Copy every line of the data that includes the string "height".
[Exercise data — start]
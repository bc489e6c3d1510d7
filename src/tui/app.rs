// TUI application state
//
// App is the orchestrator: it owns the navigation controller, the page view
// (the controller's scroll environment), the dropdown menu cursor, theme,
// modal and toast. Key and mouse handlers in `tui/mod.rs` call into the
// methods here; rendering reads from it in `views`.

use super::clipboard::copy_to_clipboard;
use super::components::{nav_bar, MobileMenu, NavLayout, PageView, Toast};
use super::input::InputHandler;
use super::layout::Breakpoint;
use super::modal::Modal;
use super::page::{PageOptions, TargetAction};
use super::theme::{Theme, ThemeKind};
use super::traits::{ComponentId, CopyResult, Copyable};
use crate::config::Config;
use crate::content::{Portfolio, PORTFOLIO};
use crate::logging::{LogBuffer, LogEntry};
use crate::nav::{NavController, SectionId};
use crossterm::event::KeyCode;
use ratatui::layout::{Position, Rect};

/// Clickable regions recorded by the last draw
#[derive(Debug, Clone, Default)]
pub struct Hitboxes {
    pub nav: NavLayout,
    /// Dropdown rows, present only while the menu is drawn
    pub menu: Vec<(Rect, SectionId)>,
}

/// What a left click landed on
#[derive(Debug, Clone, Copy, PartialEq, Eq)]
pub enum ClickTarget {
    Toggle,
    Section(SectionId),
}

impl Hitboxes {
    pub fn hit(&self, column: u16, row: u16) -> Option<ClickTarget> {
        let point = Position::new(column, row);

        if self.nav.toggle.is_some_and(|rect| rect.contains(point)) {
            return Some(ClickTarget::Toggle);
        }

        self.menu
            .iter()
            .chain(self.nav.entries.iter())
            .find(|(rect, _)| rect.contains(point))
            .map(|(_, section)| ClickTarget::Section(*section))
    }
}

/// Main application state for the TUI
pub struct App {
    /// Menu flag and active section
    pub nav: NavController,

    /// Scrolling document; the controller's scroll environment
    pub page: PageView,

    /// Dropdown menu cursor
    pub menu: MobileMenu,

    /// Current color theme
    pub theme_kind: ThemeKind,
    pub theme: Theme,

    pub config: Config,

    /// Log buffer for the status bar's latest-line display
    pub log_buffer: LogBuffer,

    /// Active modal overlay (help)
    pub modal: Option<Modal>,

    /// Active toast notification (auto-dismisses)
    pub toast: Option<Toast>,

    /// Mouse hit regions from the last frame
    pub hitboxes: Hitboxes,

    /// Whether the app should quit
    pub should_quit: bool,

    /// Breakpoint from the last frame
    compact: bool,

    /// Input handler for flexible key behavior
    input_handler: InputHandler,
}

impl App {
    /// Create app state from resolved config
    pub fn with_config(config: Config, log_buffer: LogBuffer) -> Self {
        Self::with_content(&PORTFOLIO, config, log_buffer)
    }

    pub fn with_content(content: &'static Portfolio, config: Config, log_buffer: LogBuffer) -> Self {
        let theme_kind = ThemeKind::from_name(&config.theme).unwrap_or_else(|| {
            tracing::warn!(theme = %config.theme, "unknown theme, using default");
            ThemeKind::default()
        });
        let theme = theme_kind.theme();

        // Real width arrives with the first frame
        let options = PageOptions {
            width: config.compact_width,
            footer: config.features.footer,
        };
        let page = PageView::new(content, &theme, options, config.scroll.smooth);

        Self {
            nav: NavController::new(),
            page,
            menu: MobileMenu::new(),
            theme_kind,
            theme,
            config,
            log_buffer,
            modal: None,
            toast: None,
            hitboxes: Hitboxes::default(),
            should_quit: false,
            compact: false,
            input_handler: InputHandler::new(),
        }
    }

    // ─────────────────────────────────────────────────────────────
    // Layout
    // ─────────────────────────────────────────────────────────────

    /// Record the terminal width for this frame
    ///
    /// Compact below the configured breakpoint, or whenever the desktop bar
    /// cannot show every section.
    pub fn set_screen_width(&mut self, width: u16) {
        let compact = Breakpoint::from_width(width, self.config.compact_width).is_compact()
            || width < nav_bar::desktop_width(self.page_monogram());
        if compact != self.compact {
            tracing::debug!(width, compact, "layout breakpoint changed");
            self.compact = compact;
        }
    }

    pub fn page_monogram(&self) -> &'static str {
        self.page.content().profile.monogram
    }

    pub fn is_compact(&self) -> bool {
        self.compact
    }

    /// The dropdown is only drawn in the compact layout
    pub fn menu_visible(&self) -> bool {
        self.compact && self.nav.menu_open()
    }

    /// Component that receives keyboard input
    pub fn focus(&self) -> ComponentId {
        if self.modal.is_some() {
            ComponentId::Help
        } else if self.menu_visible() {
            ComponentId::MobileMenu
        } else {
            ComponentId::Page
        }
    }

    /// Lay the page out for the area it will be drawn in
    pub fn layout_page(&mut self, width: u16, height: u16) {
        let options = PageOptions {
            width,
            footer: self.config.features.footer,
        };
        self.page.relayout(options, &self.theme);
        self.page.sync_viewport(height as usize);
    }

    // ─────────────────────────────────────────────────────────────
    // Navigation
    // ─────────────────────────────────────────────────────────────

    pub fn toggle_menu(&mut self) {
        if self.nav.toggle_menu() {
            self.menu.reset(self.nav.active());
        }
    }

    pub fn select_section(&mut self, section: SectionId) {
        let outcome = self.nav.select(section, &mut self.page);
        tracing::info!(%section, ?outcome, "section selected");
    }

    /// Select by anchor id; false (and nothing changes) if the id is unknown
    pub fn select_by_id(&mut self, id: &str) -> bool {
        match self.nav.select_by_id(id, &mut self.page) {
            Some(outcome) => {
                tracing::info!(id, ?outcome, "section selected");
                true
            }
            None => false,
        }
    }

    /// Handle a left click at a terminal cell; returns whether it hit anything
    pub fn click(&mut self, column: u16, row: u16) -> bool {
        if self.modal.is_some() {
            return false;
        }
        match self.hitboxes.hit(column, row) {
            Some(ClickTarget::Toggle) => {
                self.toggle_menu();
                true
            }
            Some(ClickTarget::Section(section)) => {
                self.select_section(section);
                true
            }
            None => false,
        }
    }

    /// Activate the focused page element; false if nothing is focused
    pub fn activate_focused(&mut self) -> bool {
        let Some(action) = self.page.focused_target().map(|t| t.action.clone()) else {
            return false;
        };
        match action {
            TargetAction::Jump(section) => self.select_section(section),
            TargetAction::Link(_) => self.copy_focused_link(),
        }
        true
    }

    /// Hand the focused link's URI to the system clipboard
    pub fn copy_focused_link(&mut self) {
        let result = match self.page.copy_text() {
            None => CopyResult::Empty,
            Some(uri) => match copy_to_clipboard(&uri) {
                Ok(()) => {
                    tracing::info!(%uri, "link copied");
                    CopyResult::success(self.page.copy_description())
                }
                Err(e) => {
                    tracing::warn!(%uri, error = %e, "clipboard copy failed");
                    CopyResult::error("Clipboard unavailable")
                }
            },
        };
        self.show_toast(result.toast_message());
    }

    // ─────────────────────────────────────────────────────────────
    // Theme, toast, animation
    // ─────────────────────────────────────────────────────────────

    /// Cycle to the next theme
    pub fn next_theme(&mut self) {
        self.theme_kind = self.theme_kind.next();
        self.theme = self.theme_kind.theme();
        self.page.restyle(&self.theme);
        self.show_toast(format!("Theme: {}", self.theme_kind.name()));
    }

    pub fn show_toast(&mut self, message: impl Into<String>) {
        self.toast = Some(Toast::new(message));
    }

    /// Clear the toast if it has expired
    pub fn clear_expired_toast(&mut self) {
        if self.toast.as_ref().is_some_and(|t| t.is_expired()) {
            self.toast = None;
        }
    }

    /// Advance the scroll animation; true if the page moved
    pub fn tick(&mut self) -> bool {
        self.page.tick()
    }

    pub fn latest_log(&self) -> Option<LogEntry> {
        self.log_buffer.latest()
    }

    // ─────────────────────────────────────────────────────────────
    // Key debounce
    // ─────────────────────────────────────────────────────────────

    /// Handle key press with debounce/repeat logic
    pub fn handle_key_press(&mut self, key: KeyCode) -> bool {
        self.input_handler.handle_key_press(key)
    }

    /// Handle key release
    pub fn handle_key_release(&mut self, key: KeyCode) {
        self.input_handler.handle_key_release(key);
    }
}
[Exercise data — finish]
Exercise result:
    pub fn layout_page(&mut self, width: u16, height: u16) {
        self.page.sync_viewport(height as usize);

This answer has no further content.